For example, a pod can access its host's ssh service at something like 10.96.0.1:22
What you expected to happen:
ClusterIPs should reject or drop traffic to unexpected ports (as is the behaviour in iptables mode).
How to reproduce it (as minimally and precisely as possible):
- Turn on IPVS mode for kube-proxy
- Configure ssh to listen on 0.0.0.0 (the default in most installations)
- Exec into a pod and ssh to, say
10.96.0.1:22, should reach the host.
Anything else we need to know?:
This unexpected behaviour has some security impact; it's an extra, unexpected, way for packets to reach the host.

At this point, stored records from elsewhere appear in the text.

//! Photo index database operations

use serde::{Deserialize, Serialize};
use sqlx::SqlitePool;

/// Photo index row
#[derive(Debug, Clone, PartialEq, Serialize, Deserialize, sqlx::FromRow)]
pub struct PhotoRow {
    pub id: String,
    pub subject_id: String,
    pub location: String,
    pub batch_id: String,
    pub sequence: i64,
    pub blob_key: String,
    pub url: String,
    pub byte_size: i64,
    pub content_type: String,
    pub content_hash: String,
    pub metadata: String,
    pub created_at: String,
}

/// Photo index repository
pub struct PhotoRepository<'a> {
    pool: &'a SqlitePool,
}

impl<'a> PhotoRepository<'a> {
    pub fn new(pool: &'a SqlitePool) -> Self {
        Self { pool }
    }

    /// List the current batch at a location
    pub async fn list_for_location(
        &self,
        subject_id: &str,
        location: &str,
    ) -> sqlx::Result<Vec<PhotoRow>> {
        sqlx::query_as::<_, PhotoRow>(
            r#"
            SELECT id, subject_id, location, batch_id, sequence, blob_key, url,
                   byte_size, content_type, content_hash, metadata, created_at
            FROM photos
            WHERE subject_id = ? AND location = ?
            ORDER BY sequence ASC
            "#,
        )
        .bind(subject_id)
        .bind(location)
        .fetch_all(self.pool)
        .await
    }

    /// List every photo of a subject
    pub async fn list_for_subject(&self, subject_id: &str) -> sqlx::Result<Vec<PhotoRow>> {
        sqlx::query_as::<_, PhotoRow>(
            r#"
            SELECT id, subject_id, location, batch_id, sequence, blob_key, url,
                   byte_size, content_type, content_hash, metadata, created_at
            FROM photos
            WHERE subject_id = ?
            ORDER BY location ASC, sequence ASC
            "#,
        )
        .bind(subject_id)
        .fetch_all(self.pool)
        .await
    }

    /// Get one photo of a location's batch
    pub async fn get(
        &self,
        subject_id: &str,
        location: &str,
        sequence: i64,
    ) -> sqlx::Result<Option<PhotoRow>> {
        sqlx::query_as::<_, PhotoRow>(
            r#"
            SELECT id, subject_id, location, batch_id, sequence, blob_key, url,
                   byte_size, content_type, content_hash, metadata, created_at
            FROM photos
            WHERE subject_id = ? AND location = ? AND sequence = ?
            "#,
        )
        .bind(subject_id)
        .bind(location)
        .bind(sequence)
        .fetch_optional(self.pool)
        .await
    }

    /// Remove every index entry at a location
    pub async fn delete_for_location(&self, subject_id: &str, location: &str) -> sqlx::Result<u64> {
        let result = sqlx::query("DELETE FROM photos WHERE subject_id = ? AND location = ?")
            .bind(subject_id)
            .bind(location)
            .execute(self.pool)
            .await?;

        Ok(result.rows_affected())
    }

    /// Insert a whole batch atomically
    pub async fn insert_batch(&self, rows: &[PhotoRow]) -> sqlx::Result<()> {
        let mut tx = self.pool.begin().await?;

        for row in rows {
            sqlx::query(
                r#"
                INSERT INTO photos (id, subject_id, location, batch_id, sequence, blob_key, url,
                                    byte_size, content_type, content_hash, metadata, created_at)
                VALUES (?, ?, ?, ?, ?, ?, ?, ?, ?, ?, ?, ?)
                "#,
            )
            .bind(&row.id)
            .bind(&row.subject_id)
            .bind(&row.location)
            .bind(&row.batch_id)
            .bind(row.sequence)
            .bind(&row.blob_key)
            .bind(&row.url)
            .bind(row.byte_size)
            .bind(&row.content_type)
            .bind(&row.content_hash)
            .bind(&row.metadata)
            .bind(&row.created_at)
            .execute(&mut *tx)
            .await?;
        }

        tx.commit().await
    }

    /// Count photos at a location
    pub async fn count_for_location(&self, subject_id: &str, location: &str) -> sqlx::Result<i64> {
        let result: (i64,) =
            sqlx::query_as("SELECT COUNT(*) FROM photos WHERE subject_id = ? AND location = ?")
                .bind(subject_id)
                .bind(location)
                .fetch_one(self.pool)
                .await?;

        Ok(result.0)
    }
}

#[cfg(test)]
mod tests {
    use super::*;
    use crate::db::memory_pool;

    fn row(subject: &str, location: &str, batch: &str, sequence: i64) -> PhotoRow {
        PhotoRow {
            id: format!("{}-{}-{}", subject, batch, sequence),
            subject_id: subject.to_string(),
            location: location.to_string(),
            batch_id: batch.to_string(),
            sequence,
            blob_key: format!("photos/{}/{}/{}.jpg", subject, location, sequence),
            url: String::new(),
            byte_size: 3,
            content_type: "image/jpeg".to_string(),
            content_hash: "abc".to_string(),
            metadata: "{}".to_string(),
            created_at: "2026-01-01T00:00:00Z".to_string(),
        }
    }

    #[tokio::test]
    async fn test_insert_and_list() {
        let pool = memory_pool().await;
        let repo = PhotoRepository::new(&pool);

        repo.insert_batch(&[row("TS1", "front-wall", "b1", 0)])
            .await
            .unwrap();
        repo.insert_batch(&[
            row("TS1", "damage@Roof", "b2", 1),
            row("TS1", "damage@Roof", "b2", 0),
        ])
        .await
        .unwrap();

        let roof = repo.list_for_location("TS1", "damage@Roof").await.unwrap();
        assert_eq!(roof.len(), 2);
        assert_eq!(roof[0].sequence, 0);

        assert_eq!(repo.list_for_subject("TS1").await.unwrap().len(), 3);
        assert!(repo.list_for_subject("TS2").await.unwrap().is_empty());

        let found = repo.get("TS1", "damage@Roof", 1).await.unwrap();
        assert_eq!(found.map(|r| r.batch_id), Some("b2".to_string()));
    }

    #[tokio::test]
    async fn test_delete_for_location() {
        let pool = memory_pool().await;
        let repo = PhotoRepository::new(&pool);

        repo.insert_batch(&[row("TS1", "front-wall", "b1", 0), row("TS1", "driver", "b2", 0)])
            .await
            .unwrap();

        assert_eq!(repo.delete_for_location("TS1", "front-wall").await.unwrap(), 1);
        assert_eq!(repo.count_for_location("TS1", "front-wall").await.unwrap(), 0);
        assert_eq!(repo.count_for_location("TS1", "driver").await.unwrap(), 1);
    }

    #[tokio::test]
    async fn test_batch_insert_is_atomic() {
        let pool = memory_pool().await;
        let repo = PhotoRepository::new(&pool);

        // Duplicate sequence violates the unique constraint
        let result = repo
            .insert_batch(&[row("TS1", "damage@Roof", "b1", 0), row("TS1", "damage@Roof", "b1x", 0)])
            .await;

        assert!(result.is_err());
        assert_eq!(repo.count_for_location("TS1", "damage@Roof").await.unwrap(), 0);
    }
}
//! Database module for SQLite persistence
//!
//! Holds the photo metadata index.

mod photos;
mod schema;

pub use photos::*;
pub use schema::*;

use sqlx::sqlite::{SqliteConnectOptions, SqlitePool, SqlitePoolOptions};
use std::str::FromStr;

use crate::error::Result;

/// Create a new database connection pool
pub async fn create_pool(database_url: &str) -> Result<SqlitePool> {
    let options = SqliteConnectOptions::from_str(database_url)?
        .create_if_missing(true)
        .journal_mode(sqlx::sqlite::SqliteJournalMode::Wal)
        .synchronous(sqlx::sqlite::SqliteSynchronous::Normal);

    let pool = SqlitePoolOptions::new()
        .max_connections(5)
        .connect_with(options)
        .await?;

    // Run migrations
    initialize_schema(&pool).await?;

    Ok(pool)
}

/// Single-connection in-memory pool with the schema applied
#[cfg(test)]
pub async fn memory_pool() -> SqlitePool {
    let pool = SqlitePoolOptions::new()
        .max_connections(1)
        .connect("sqlite::memory:")
        .await
        .unwrap();
    initialize_schema(&pool).await.unwrap();
    pool
}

In addition, it's very hard for a NetworkPolicy provider to secure this path (such as Calico) to secure this path because IPVS captures traffic that, to the kernel's policy engines, looks like it's going to be terminated at the host. For example, in iptables, there's no way to tell the difference between traffic that is about to be terminated by IPVS and traffic that's going to go to a local service.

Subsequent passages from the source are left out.